SNP panels for the estimation of dairy breed proportion and parentage assignment in African crossbred dairy cattle

BACKGROUND

Understanding the relationship between genetic admixture and phenotypic performance is crucial for the optimization of crossbreeding programs. The use of small sets of informative ancestry markers can be a cost-effective option for the estimation of breed composition and for parentage assignment in situations where pedigree recording is difficult. The objectives of this study were to develop small single nucleotide polymorphism (SNP) panels that can accurately estimate the total dairy proportion and assign parentage in both West and East African crossbred dairy cows.

METHODS

Medium- and high-density SNP genotype data (Illumina BovineSNP50 and BovineHD Beadchip) for 4231 animals sampled from African crossbreds, African Bos taurus, European Bos taurus, Bos indicus, and African indigenous populations were used. For estimating breed composition, the absolute differences in allele frequency were calculated between pure ancestral breeds to identify SNPs with the highest discriminating power, and different combinations of SNPs weighted by ancestral origin were tested against estimates based on all available SNPs.

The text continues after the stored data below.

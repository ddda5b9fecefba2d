use std::collections::HashMap;

use async_trait::async_trait;
use tokio::sync::RwLock;
use uuid::Uuid;

use crate::domain::errors::AssessmentResult;
use crate::domain::models::AssessmentRecord;
use crate::domain::ports::AssessmentRepository;

/// Process-local repository, used in tests and short-lived sessions.
#[derive(Debug, Default)]
pub struct InMemoryAssessmentRepository {
    records: RwLock<HashMap<Uuid, AssessmentRecord>>,
}

impl InMemoryAssessmentRepository {
    /// Empty repository.
    pub fn new() -> Self {
        Self::default()
    }
}

#[async_trait]
impl AssessmentRepository for InMemoryAssessmentRepository {
    async fn save(&self, record: &AssessmentRecord) -> AssessmentResult<()> {
        self.records.write().await.insert(record.id, record.clone());
        Ok(())
    }

    async fn get(&self, id: Uuid) -> AssessmentResult<Option<AssessmentRecord>> {
        Ok(self.records.read().await.get(&id).cloned())
    }

    async fn list(&self) -> AssessmentResult<Vec<AssessmentRecord>> {
        let mut records: Vec<_> = self.records.read().await.values().cloned().collect();
        records.sort_by(|a, b| b.completed_at.cmp(&a.completed_at));
        Ok(records)
    }
}
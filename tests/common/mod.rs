//! Common test utilities for integration tests
//!
//! Provides shared fixtures and suppliers used across multiple integration
//! test files.

#![allow(dead_code)]

use std::collections::VecDeque;
use std::sync::Arc;

use async_trait::async_trait;

use inner_dna::domain::models::{
    AnswerEvent, CandidateSet, Category, Choice, EliminationConfig, ScenarioPick,
};
use inner_dna::domain::ports::PickSupplier;
use inner_dna::domain::{AssessmentError, AssessmentResult};
use inner_dna::services::ConvergenceOrchestrator;

/// Picks by candidate slot rather than by category, so a script works for
/// whatever candidate set stage 1 produces.
pub struct SlotPicks {
    slots: VecDeque<usize>,
}

impl SlotPicks {
    pub fn new(slots: impl IntoIterator<Item = usize>) -> Self {
        Self {
            slots: slots.into_iter().collect(),
        }
    }
}

#[async_trait]
impl PickSupplier for SlotPicks {
    async fn next_pick(
        &mut self,
        candidates: &CandidateSet,
        _round: u32,
    ) -> AssessmentResult<ScenarioPick> {
        let slot = self
            .slots
            .pop_front()
            .ok_or_else(|| AssessmentError::InvalidInput("slot script exhausted".to_string()))?;
        Ok(ScenarioPick::new(candidates.members()[slot % 3]))
    }
}

pub fn orchestrator() -> Arc<ConvergenceOrchestrator> {
    Arc::new(ConvergenceOrchestrator::standard(EliminationConfig::default()))
}

pub fn all_answers(choice: Choice) -> Vec<AnswerEvent> {
    vec![AnswerEvent::new(choice); 36]
}

pub fn candidates(members: [Category; 3]) -> CandidateSet {
    CandidateSet::new(members).expect("distinct candidates")
}

/// Setup test logging
///
/// Initializes tracing subscriber for test output.
/// Call this at the beginning of tests that need logging.
pub fn setup_test_logging() {
    use tracing_subscriber::fmt;

    let _ = fmt()
        .with_test_writer()
        .with_max_level(tracing::Level::DEBUG)
        .try_init();
}
//! Configuration management infrastructure
//!
//! Hierarchical configuration using figment:
//! - YAML file loading
//! - Environment variable overrides
//! - Configuration validation

/// figment-based loader and validation
pub mod loader;

pub use loader::{ConfigError, ConfigLoader, MAX_ROUNDS_LIMIT};
//! Domain layer for the type convergence engine
//!
//! This module contains core models, errors, and the port traits that
//! connect the engine to answer sources and result storage.

pub mod errors;
pub mod models;
pub mod ports;

pub use errors::{AssessmentError, AssessmentResult};
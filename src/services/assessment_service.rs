use std::sync::Arc;

use tracing::{info, instrument};
use uuid::Uuid;

use crate::domain::errors::{AssessmentError, AssessmentResult};
use crate::domain::models::AssessmentRecord;
use crate::domain::ports::{AnswerSupplier, AssessmentRepository, PickSupplier};
use crate::services::convergence_orchestrator::ConvergenceOrchestrator;

/// Runs assessments and stores their results.
///
/// The repository handle is injected per service instance rather than
/// looked up globally.
pub struct AssessmentService<R: AssessmentRepository> {
    orchestrator: Arc<ConvergenceOrchestrator>,
    repository: Arc<R>,
}

impl<R: AssessmentRepository> AssessmentService<R> {
    /// Service over a shared orchestrator and repository
    pub const fn new(orchestrator: Arc<ConvergenceOrchestrator>, repository: Arc<R>) -> Self {
        Self {
            orchestrator,
            repository,
        }
    }

    /// Underlying engine
    pub fn orchestrator(&self) -> &ConvergenceOrchestrator {
        &self.orchestrator
    }

    /// Run a full assessment for `subject` and persist the record.
    ///
    /// Nothing is stored when the run fails.
    #[instrument(skip(self, answers, picks))]
    pub async fn assess<A, P>(
        &self,
        subject: &str,
        answers: &mut A,
        picks: &mut P,
    ) -> AssessmentResult<AssessmentRecord>
    where
        A: AnswerSupplier + ?Sized,
        P: PickSupplier + ?Sized,
    {
        let result = self.orchestrator.run(answers, picks).await?;
        let record = AssessmentRecord::new(subject, result);
        self.repository.save(&record).await?;

        info!(id = %record.id, winner = %record.result.winner(), "assessment saved");
        Ok(record)
    }

    /// Fetch one record, `NotFound` when absent
    pub async fn get(&self, id: Uuid) -> AssessmentResult<AssessmentRecord> {
        self.repository
            .get(id)
            .await?
            .ok_or(AssessmentError::NotFound(id))
    }

    /// All records, or only those for `subject`
    pub async fn list(&self, subject: Option<&str>) -> AssessmentResult<Vec<AssessmentRecord>> {
        match subject {
            Some(subject) => self.repository.list_by_subject(subject).await,
            None => self.repository.list().await,
        }
    }
}
//! Table output formatting for CLI commands
//!
//! Renders the question catalog, assessment results, and simulation reports
//! with comfy-table.

use comfy_table::{presets, Attribute, Cell, CellAlignment, Color, ContentArrangement, Table};

use super::percent;
use crate::domain::models::{AssessmentRecord, Category, ConvergenceResult, Question};
use crate::services::SimulationReport;

fn base_table() -> Table {
    let mut table = Table::new();
    table
        .load_preset(presets::UTF8_FULL_CONDENSED)
        .set_content_arrangement(ContentArrangement::Dynamic);
    table
}

fn header(names: &[&str]) -> Vec<Cell> {
    names
        .iter()
        .map(|n| Cell::new(n).add_attribute(Attribute::Bold))
        .collect()
}

fn category_cell(category: Category) -> Cell {
    Cell::new(format!("{category} {}", category.name()))
}

/// Format the question catalog
pub fn format_catalog(questions: &[Question]) -> String {
    let mut table = base_table();
    table.set_header(header(&["#", "A", "B"]));
    for (i, q) in questions.iter().enumerate() {
        table.add_row(vec![
            Cell::new(i + 1).set_alignment(CellAlignment::Right),
            Cell::new(format!("{} {}", q.category_a(), q.category_a().statement())),
            Cell::new(format!("{} {}", q.category_b(), q.category_b().statement())),
        ]);
    }
    table.to_string()
}

/// Format stage-1 scores, highlighting the candidates
pub fn format_stage_one(result: &ConvergenceResult) -> String {
    let mut table = base_table();
    table.set_header(header(&["Type", "Votes", "Candidate"]));

    let mut rows: Vec<_> = result.stage_one().iter().collect();
    rows.sort_by(|a, b| b.1.cmp(&a.1).then(a.0.cmp(&b.0)));

    for (category, votes) in rows {
        let is_candidate = result.candidates().contains(category);
        let name = category_cell(category);
        table.add_row(vec![
            if is_candidate {
                name.fg(Color::Cyan)
            } else {
                name
            },
            Cell::new(votes).set_alignment(CellAlignment::Right),
            Cell::new(if is_candidate { "yes" } else { "" }),
        ]);
    }
    table.to_string()
}

/// Format the per-round elimination trace
pub fn format_rounds(result: &ConvergenceResult) -> String {
    let mut table = base_table();
    table.set_header(header(&["Round", "Pick", "Leader", "Tally", "Gap"]));
    for round in result.rounds() {
        let leader = round.leader();
        table.add_row(vec![
            Cell::new(round.round).set_alignment(CellAlignment::Right),
            Cell::new(round.pick),
            Cell::new(leader.category),
            Cell::new(
                round
                    .standings
                    .iter()
                    .map(|t| format!("{}:{}", t.category, t.count))
                    .collect::<Vec<_>>()
                    .join(" "),
            ),
            Cell::new(round.gap).set_alignment(CellAlignment::Right),
        ]);
    }
    table.to_string()
}

/// Format a list of stored assessments
pub fn format_records(records: &[AssessmentRecord]) -> String {
    let mut table = base_table();
    table.set_header(header(&["ID", "Subject", "Winner", "Confidence", "Rounds", "Completed"]));
    for record in records {
        let result = &record.result;
        let confidence = Cell::new(percent(result.confidence()));
        table.add_row(vec![
            Cell::new(&record.id.to_string()[..8]),
            Cell::new(&record.subject),
            category_cell(result.winner()),
            if result.is_early_stop() {
                confidence.fg(Color::Green)
            } else {
                confidence.fg(Color::Yellow)
            },
            Cell::new(result.rounds_used()).set_alignment(CellAlignment::Right),
            Cell::new(record.completed_at.format("%Y-%m-%d %H:%M")),
        ]);
    }
    table.to_string()
}

/// Format a simulation report
pub fn format_report(report: &SimulationReport) -> String {
    let mut summary = base_table();
    summary.set_header(header(&["Metric", "Value"]));

    let dominant = report
        .dominant
        .map_or_else(|| "none (uniform)".to_string(), |c| format!("{c} {}", c.name()));
    let mut rows = vec![
        ("Runs", report.runs.to_string()),
        ("Seed", report.seed.to_string()),
        ("Dominant type", dominant),
    ];
    if let Some(accuracy) = report.accuracy {
        rows.push(("Accuracy", percent(accuracy)));
    }
    if let Some(hit_rate) = report.candidate_hit_rate {
        rows.push(("In candidate set", percent(hit_rate)));
    }
    rows.extend([
        ("Early stops", percent(report.early_stop_rate)),
        ("Capped runs", report.capped_runs.to_string()),
        ("Mean rounds", format!("{:.2}", report.mean_rounds)),
        ("Mean confidence", format!("{:.3}", report.mean_confidence)),
        ("Min confidence", format!("{:.3}", report.min_confidence)),
    ]);
    for (metric, value) in rows {
        summary.add_row(vec![Cell::new(metric), Cell::new(value)]);
    }

    let mut rounds = base_table();
    rounds.set_header(header(&["Rounds", "Runs"]));
    for (used, count) in &report.rounds_histogram {
        rounds.add_row(vec![Cell::new(used), Cell::new(count)]);
    }

    let mut winners = base_table();
    winners.set_header(header(&["Winner", "Runs"]));
    for (category, count) in &report.winner_counts {
        winners.add_row(vec![category_cell(*category), Cell::new(count)]);
    }

    format!("{summary}\n\n{rounds}\n\n{winners}")
}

For parentage assignment, informative SNPs were selected based on the highest minor allele frequency (MAF) in African crossbred populations assuming two Scenarios: (1) parents were selected among all the animals with known genotypes, and (2) parents were selected only among the animals known to be a parent of at least one progeny.

RESULTS

For the medium-density genotype data, SNPs selected for the largest differences in allele frequency between West African indigenous and European Bos taurus breeds performed best for most African crossbred populations and achieved a prediction accuracy (r2) for breed composition of 0.926 to 0.961 with 200 SNPs. For the high-density dataset, a panel with 70% of the SNPs selected on their largest difference in allele frequency between African and European Bos taurus performed best or very near best across all crossbred populations with r2 ranging from 0.978 to 0.984 with 200 SNPs. In all African crossbred populations, unambiguous parentage assignment was possible with ≥ 300 SNPs for the majority of the panels for Scenario 1 and ≥ 200 SNPs for Scenario 2.

CONCLUSIONS

The identified low-cost SNP assays could overcome incomplete or inaccurate pedigree records in African smallholder systems and allow effective breeding decisions to produce progeny of desired breed composition.